> _PROBLEM DESCRIPTION_
Whenever the string "boolean" turns up in a line below, that line should be copied.

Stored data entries
┌──
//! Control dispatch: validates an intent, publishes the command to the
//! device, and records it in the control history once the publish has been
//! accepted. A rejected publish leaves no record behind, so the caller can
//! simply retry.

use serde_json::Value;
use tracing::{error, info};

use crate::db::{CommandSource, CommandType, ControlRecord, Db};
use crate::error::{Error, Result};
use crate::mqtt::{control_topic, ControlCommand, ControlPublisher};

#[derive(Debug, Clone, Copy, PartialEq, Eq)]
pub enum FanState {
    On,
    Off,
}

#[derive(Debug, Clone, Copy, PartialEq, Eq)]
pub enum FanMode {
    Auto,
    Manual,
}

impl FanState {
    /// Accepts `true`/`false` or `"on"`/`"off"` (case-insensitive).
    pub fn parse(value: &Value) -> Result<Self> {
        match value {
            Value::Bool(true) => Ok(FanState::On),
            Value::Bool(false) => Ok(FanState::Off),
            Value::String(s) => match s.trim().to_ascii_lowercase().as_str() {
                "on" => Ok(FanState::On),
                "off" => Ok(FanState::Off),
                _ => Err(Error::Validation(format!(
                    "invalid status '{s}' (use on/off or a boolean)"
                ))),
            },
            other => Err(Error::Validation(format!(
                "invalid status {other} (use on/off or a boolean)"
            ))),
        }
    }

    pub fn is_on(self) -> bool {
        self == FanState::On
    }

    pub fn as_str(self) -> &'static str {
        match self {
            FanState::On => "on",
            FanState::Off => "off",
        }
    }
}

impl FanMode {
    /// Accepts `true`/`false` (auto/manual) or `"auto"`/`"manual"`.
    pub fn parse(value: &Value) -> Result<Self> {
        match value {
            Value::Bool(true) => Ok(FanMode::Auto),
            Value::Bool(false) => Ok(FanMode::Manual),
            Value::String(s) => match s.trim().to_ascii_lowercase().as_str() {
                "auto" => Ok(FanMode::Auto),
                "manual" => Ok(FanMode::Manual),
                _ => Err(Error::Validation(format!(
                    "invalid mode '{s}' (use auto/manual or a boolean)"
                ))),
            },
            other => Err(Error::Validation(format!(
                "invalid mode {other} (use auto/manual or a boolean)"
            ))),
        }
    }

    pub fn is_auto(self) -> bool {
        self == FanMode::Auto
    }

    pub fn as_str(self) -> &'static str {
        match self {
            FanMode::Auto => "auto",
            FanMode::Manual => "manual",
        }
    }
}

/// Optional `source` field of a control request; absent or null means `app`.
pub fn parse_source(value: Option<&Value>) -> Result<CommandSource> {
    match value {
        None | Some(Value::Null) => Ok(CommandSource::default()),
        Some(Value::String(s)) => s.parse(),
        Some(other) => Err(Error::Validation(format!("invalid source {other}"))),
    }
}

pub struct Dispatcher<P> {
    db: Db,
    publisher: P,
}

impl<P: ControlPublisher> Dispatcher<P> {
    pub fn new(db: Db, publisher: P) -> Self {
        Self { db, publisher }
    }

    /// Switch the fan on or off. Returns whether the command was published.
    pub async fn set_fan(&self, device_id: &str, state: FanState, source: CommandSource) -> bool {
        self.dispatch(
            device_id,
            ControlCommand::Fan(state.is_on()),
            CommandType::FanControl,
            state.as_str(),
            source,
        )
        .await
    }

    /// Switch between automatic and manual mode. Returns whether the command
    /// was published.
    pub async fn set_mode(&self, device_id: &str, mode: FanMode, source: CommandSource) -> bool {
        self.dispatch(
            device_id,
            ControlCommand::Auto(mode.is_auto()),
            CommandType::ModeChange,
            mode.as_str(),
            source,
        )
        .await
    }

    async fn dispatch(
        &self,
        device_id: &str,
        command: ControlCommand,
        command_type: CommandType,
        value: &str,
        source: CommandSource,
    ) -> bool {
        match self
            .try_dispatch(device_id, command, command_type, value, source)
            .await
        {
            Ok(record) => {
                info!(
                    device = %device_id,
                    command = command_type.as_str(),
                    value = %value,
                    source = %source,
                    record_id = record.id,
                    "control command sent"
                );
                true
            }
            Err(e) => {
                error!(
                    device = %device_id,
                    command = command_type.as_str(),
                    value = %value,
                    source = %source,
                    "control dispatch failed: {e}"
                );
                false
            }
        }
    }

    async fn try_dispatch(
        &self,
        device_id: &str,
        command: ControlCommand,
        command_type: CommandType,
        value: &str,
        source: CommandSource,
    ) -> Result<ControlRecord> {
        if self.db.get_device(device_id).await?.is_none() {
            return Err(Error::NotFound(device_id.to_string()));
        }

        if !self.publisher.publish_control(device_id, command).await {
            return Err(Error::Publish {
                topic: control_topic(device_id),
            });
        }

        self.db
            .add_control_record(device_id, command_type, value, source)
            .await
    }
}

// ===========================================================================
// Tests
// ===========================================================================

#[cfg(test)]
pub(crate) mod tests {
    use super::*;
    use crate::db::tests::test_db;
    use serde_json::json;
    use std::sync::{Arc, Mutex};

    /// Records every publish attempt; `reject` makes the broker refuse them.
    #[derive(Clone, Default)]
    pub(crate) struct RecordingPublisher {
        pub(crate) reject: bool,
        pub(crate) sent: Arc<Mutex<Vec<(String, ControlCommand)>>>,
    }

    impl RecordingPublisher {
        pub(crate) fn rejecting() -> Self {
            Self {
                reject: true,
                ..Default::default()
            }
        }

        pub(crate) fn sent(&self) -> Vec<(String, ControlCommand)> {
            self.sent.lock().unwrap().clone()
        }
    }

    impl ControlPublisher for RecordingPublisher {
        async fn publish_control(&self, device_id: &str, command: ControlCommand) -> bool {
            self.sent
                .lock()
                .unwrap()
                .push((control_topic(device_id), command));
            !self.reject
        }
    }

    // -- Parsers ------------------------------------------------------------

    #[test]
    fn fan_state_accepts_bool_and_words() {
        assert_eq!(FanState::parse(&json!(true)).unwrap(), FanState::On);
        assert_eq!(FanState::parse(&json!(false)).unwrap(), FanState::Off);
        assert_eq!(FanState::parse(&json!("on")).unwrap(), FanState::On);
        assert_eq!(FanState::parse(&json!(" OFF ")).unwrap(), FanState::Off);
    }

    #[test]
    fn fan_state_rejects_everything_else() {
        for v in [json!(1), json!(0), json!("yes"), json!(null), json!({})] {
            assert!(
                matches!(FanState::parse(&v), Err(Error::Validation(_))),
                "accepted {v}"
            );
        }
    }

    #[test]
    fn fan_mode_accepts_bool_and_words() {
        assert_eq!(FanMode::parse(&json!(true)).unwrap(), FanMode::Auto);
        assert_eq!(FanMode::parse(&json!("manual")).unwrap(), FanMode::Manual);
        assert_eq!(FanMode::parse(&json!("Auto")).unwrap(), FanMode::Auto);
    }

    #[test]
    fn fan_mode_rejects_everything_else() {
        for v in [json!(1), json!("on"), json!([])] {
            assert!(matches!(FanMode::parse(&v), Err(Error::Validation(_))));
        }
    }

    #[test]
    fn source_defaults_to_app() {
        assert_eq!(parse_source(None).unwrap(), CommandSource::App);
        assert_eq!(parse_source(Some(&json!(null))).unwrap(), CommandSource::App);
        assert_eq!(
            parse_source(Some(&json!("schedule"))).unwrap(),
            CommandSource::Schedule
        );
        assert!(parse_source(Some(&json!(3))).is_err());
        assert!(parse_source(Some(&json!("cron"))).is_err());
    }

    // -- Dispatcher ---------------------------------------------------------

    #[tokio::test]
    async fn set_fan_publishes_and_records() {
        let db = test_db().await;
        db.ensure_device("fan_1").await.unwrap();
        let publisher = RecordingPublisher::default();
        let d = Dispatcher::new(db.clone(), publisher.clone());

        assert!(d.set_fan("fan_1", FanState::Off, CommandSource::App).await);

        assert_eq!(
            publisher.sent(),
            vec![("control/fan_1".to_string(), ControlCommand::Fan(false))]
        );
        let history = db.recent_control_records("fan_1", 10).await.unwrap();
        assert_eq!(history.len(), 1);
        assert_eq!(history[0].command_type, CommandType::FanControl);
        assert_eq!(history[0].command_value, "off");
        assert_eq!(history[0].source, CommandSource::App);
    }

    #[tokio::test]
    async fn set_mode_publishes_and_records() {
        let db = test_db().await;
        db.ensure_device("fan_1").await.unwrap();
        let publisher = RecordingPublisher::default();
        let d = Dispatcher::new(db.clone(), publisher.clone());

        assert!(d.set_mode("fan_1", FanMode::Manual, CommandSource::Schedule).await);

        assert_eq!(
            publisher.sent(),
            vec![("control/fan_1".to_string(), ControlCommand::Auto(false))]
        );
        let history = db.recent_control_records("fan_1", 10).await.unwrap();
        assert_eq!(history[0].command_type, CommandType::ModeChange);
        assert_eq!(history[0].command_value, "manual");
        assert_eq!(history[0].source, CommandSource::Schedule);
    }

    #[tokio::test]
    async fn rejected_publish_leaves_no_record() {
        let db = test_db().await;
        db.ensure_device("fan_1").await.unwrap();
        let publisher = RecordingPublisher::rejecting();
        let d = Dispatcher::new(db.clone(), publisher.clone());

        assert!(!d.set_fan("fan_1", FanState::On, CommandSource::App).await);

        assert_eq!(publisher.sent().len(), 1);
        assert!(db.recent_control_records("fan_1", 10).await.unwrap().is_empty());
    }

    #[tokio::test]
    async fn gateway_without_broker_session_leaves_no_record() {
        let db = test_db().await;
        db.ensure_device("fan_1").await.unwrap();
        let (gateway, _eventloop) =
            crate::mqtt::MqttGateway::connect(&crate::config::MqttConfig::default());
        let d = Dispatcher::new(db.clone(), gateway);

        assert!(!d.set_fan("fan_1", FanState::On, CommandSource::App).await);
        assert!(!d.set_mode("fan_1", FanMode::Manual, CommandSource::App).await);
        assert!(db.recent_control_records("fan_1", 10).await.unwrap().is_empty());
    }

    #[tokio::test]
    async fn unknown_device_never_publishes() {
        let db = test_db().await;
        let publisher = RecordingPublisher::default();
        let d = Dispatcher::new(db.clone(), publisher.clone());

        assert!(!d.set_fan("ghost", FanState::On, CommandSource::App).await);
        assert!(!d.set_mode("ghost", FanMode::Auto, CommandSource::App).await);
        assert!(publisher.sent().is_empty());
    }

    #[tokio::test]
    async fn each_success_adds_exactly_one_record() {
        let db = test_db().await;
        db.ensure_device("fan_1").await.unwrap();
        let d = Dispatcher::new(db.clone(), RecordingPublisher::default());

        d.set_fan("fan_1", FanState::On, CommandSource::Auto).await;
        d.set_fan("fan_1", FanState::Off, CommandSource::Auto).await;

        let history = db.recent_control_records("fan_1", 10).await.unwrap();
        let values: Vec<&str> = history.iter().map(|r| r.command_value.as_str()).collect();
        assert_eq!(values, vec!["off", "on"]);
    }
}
└──
┌──
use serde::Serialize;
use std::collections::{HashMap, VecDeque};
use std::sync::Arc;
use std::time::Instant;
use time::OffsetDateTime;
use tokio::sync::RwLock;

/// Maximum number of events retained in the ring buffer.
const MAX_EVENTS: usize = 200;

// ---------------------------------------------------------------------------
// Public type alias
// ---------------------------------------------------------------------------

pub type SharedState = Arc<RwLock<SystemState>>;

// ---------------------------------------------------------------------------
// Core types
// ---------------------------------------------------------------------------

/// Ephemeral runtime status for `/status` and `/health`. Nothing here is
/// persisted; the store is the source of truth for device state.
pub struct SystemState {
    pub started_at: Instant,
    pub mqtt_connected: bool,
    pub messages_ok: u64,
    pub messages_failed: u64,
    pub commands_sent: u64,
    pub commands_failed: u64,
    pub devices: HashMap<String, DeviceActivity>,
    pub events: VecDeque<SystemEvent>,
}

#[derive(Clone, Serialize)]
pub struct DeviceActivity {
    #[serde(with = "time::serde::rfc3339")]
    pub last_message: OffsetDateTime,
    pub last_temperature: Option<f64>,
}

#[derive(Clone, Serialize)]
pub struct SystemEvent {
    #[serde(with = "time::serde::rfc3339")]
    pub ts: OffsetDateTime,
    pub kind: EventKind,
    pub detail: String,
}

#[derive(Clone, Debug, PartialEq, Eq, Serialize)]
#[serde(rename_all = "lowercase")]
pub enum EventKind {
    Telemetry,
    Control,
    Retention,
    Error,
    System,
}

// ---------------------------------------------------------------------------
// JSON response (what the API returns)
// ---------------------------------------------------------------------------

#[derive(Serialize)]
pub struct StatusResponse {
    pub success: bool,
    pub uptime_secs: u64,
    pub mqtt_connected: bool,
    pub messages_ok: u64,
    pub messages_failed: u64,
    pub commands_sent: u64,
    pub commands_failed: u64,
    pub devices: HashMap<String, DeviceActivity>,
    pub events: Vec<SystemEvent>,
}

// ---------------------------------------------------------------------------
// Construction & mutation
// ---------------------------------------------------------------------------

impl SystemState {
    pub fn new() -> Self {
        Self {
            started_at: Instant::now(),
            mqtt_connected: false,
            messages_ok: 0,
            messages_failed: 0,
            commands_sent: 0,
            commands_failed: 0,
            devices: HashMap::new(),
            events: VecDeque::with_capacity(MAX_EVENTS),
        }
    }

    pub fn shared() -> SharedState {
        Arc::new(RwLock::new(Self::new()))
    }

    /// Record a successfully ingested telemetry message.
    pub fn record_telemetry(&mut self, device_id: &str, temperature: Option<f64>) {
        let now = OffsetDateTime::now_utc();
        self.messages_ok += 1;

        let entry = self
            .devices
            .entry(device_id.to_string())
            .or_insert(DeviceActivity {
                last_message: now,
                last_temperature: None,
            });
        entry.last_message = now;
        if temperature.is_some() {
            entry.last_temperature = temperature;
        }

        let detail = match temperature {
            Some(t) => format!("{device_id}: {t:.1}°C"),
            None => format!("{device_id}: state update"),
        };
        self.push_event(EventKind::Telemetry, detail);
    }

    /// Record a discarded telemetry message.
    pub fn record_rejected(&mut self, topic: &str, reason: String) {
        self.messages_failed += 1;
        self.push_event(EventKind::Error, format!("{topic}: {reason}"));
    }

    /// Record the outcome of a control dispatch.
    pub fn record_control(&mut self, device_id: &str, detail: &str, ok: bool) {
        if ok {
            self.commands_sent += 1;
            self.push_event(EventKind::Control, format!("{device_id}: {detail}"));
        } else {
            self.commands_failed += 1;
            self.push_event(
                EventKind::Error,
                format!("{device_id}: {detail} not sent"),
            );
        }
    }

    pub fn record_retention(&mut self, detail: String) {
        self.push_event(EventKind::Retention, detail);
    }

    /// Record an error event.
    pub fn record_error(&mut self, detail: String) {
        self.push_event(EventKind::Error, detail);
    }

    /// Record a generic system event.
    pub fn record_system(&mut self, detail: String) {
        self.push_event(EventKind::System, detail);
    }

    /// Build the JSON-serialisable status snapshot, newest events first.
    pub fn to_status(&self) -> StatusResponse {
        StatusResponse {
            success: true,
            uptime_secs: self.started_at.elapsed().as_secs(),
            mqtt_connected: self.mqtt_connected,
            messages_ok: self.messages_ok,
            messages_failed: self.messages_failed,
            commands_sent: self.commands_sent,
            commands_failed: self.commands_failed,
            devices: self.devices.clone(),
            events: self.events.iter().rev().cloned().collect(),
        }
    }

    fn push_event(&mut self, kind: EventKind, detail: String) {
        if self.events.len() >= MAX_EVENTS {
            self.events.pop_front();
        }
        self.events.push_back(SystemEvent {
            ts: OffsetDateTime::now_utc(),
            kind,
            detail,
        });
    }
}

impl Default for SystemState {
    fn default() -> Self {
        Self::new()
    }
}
└──
┌──
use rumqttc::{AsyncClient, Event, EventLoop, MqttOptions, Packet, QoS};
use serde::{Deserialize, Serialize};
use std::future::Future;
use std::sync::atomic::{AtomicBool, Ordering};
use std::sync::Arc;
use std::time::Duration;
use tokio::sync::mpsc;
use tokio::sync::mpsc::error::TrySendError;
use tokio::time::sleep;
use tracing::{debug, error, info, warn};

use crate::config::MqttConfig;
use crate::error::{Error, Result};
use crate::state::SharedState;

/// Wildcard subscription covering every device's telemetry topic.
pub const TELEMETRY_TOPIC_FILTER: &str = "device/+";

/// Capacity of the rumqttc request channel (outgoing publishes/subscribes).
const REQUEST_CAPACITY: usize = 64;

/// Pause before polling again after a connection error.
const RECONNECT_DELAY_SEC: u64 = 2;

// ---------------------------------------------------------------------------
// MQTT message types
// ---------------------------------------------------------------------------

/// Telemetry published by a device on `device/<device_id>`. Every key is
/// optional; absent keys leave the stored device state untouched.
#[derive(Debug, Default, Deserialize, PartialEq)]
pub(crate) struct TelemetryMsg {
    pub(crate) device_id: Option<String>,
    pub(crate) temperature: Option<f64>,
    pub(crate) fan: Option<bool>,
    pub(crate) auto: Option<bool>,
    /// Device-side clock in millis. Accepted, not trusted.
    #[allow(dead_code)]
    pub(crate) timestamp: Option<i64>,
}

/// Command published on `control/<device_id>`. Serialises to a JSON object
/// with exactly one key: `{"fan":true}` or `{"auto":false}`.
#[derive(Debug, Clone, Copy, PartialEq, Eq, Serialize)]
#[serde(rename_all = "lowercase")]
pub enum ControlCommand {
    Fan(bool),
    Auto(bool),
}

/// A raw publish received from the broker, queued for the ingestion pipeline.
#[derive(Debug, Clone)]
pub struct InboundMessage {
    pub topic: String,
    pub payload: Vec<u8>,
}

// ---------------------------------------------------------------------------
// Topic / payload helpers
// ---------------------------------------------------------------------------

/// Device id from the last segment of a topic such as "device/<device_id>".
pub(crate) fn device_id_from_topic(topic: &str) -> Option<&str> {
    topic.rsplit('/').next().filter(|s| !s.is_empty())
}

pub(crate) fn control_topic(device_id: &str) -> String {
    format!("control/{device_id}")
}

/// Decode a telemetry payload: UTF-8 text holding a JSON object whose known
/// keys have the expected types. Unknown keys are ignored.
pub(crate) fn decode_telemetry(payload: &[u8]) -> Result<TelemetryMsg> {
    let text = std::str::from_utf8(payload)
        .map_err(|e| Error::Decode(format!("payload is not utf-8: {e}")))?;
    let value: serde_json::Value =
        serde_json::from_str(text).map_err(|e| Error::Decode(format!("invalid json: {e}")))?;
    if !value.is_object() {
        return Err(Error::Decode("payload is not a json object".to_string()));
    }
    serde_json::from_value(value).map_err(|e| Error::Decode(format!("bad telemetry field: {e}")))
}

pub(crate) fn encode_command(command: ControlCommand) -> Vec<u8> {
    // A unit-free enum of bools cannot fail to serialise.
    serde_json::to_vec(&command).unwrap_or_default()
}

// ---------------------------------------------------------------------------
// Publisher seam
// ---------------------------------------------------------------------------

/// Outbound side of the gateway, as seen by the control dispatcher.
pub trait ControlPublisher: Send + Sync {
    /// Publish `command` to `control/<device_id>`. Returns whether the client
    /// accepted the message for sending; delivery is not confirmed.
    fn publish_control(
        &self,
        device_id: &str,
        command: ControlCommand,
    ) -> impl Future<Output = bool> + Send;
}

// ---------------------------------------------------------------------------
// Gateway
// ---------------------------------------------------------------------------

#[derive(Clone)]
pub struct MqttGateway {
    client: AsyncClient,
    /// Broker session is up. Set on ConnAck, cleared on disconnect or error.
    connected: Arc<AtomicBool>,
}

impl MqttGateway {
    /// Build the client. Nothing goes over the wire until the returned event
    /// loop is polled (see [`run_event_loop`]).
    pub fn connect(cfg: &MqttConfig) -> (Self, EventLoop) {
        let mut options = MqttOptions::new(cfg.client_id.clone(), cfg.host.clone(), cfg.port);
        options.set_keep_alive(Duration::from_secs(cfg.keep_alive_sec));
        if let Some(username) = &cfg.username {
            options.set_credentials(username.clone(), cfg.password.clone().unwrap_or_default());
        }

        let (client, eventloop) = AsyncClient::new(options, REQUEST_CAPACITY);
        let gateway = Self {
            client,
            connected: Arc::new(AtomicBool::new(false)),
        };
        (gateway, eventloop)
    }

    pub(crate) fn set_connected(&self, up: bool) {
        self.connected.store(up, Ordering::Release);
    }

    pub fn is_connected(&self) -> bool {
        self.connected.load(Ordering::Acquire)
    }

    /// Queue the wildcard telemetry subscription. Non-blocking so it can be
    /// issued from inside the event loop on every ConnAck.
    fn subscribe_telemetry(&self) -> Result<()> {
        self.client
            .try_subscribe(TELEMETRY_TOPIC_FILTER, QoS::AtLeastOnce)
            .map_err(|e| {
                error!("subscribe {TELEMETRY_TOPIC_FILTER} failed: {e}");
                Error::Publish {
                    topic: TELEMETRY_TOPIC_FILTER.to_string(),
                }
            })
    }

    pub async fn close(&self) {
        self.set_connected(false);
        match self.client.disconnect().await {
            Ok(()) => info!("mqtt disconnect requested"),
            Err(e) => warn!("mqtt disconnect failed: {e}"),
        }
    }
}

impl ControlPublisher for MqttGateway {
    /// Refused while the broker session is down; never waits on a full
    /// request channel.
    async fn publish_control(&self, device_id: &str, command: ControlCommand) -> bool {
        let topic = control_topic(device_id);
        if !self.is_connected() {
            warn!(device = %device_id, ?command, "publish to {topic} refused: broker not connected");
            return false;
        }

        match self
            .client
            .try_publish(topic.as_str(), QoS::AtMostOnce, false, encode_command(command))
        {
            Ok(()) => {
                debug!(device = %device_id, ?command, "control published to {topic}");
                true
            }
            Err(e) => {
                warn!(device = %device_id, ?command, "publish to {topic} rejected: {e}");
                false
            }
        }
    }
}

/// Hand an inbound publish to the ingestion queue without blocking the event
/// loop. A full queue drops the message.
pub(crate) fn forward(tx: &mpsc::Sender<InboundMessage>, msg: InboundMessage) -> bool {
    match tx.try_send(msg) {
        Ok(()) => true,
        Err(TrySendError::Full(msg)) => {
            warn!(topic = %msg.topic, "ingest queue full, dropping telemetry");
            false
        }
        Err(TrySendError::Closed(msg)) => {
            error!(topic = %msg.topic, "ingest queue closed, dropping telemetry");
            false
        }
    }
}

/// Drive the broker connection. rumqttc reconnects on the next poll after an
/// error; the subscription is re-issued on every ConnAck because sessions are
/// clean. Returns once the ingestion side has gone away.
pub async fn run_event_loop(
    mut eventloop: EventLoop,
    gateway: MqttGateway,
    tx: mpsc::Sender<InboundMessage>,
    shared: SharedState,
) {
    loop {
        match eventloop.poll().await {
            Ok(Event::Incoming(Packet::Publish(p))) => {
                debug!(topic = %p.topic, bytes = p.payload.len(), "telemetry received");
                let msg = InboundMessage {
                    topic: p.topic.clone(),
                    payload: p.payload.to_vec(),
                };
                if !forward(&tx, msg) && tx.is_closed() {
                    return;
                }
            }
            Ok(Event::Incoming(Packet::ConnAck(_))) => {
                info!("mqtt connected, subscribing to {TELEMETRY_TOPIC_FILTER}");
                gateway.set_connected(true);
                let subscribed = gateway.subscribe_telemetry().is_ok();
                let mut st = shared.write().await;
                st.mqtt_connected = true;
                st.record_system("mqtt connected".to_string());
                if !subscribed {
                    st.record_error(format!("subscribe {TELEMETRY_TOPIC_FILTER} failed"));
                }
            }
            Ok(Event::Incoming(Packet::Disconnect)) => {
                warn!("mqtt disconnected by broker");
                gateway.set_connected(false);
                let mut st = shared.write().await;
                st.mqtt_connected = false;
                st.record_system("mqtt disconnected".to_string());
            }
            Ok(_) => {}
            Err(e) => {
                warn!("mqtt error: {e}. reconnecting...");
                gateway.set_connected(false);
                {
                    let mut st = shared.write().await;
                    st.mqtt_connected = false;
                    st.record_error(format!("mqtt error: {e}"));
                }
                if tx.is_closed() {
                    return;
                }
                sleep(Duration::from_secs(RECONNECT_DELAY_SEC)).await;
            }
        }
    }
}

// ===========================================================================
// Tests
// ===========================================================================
└──
> _TASK SOLUTION_
                    "invalid status '{s}' (use on/off or a boolean)"
                "invalid status {other} (use on/off or a boolean)"
                    "invalid mode '{s}' (use auto/manual or a boolean)"
                "invalid mode {other} (use auto/manual or a boolean)"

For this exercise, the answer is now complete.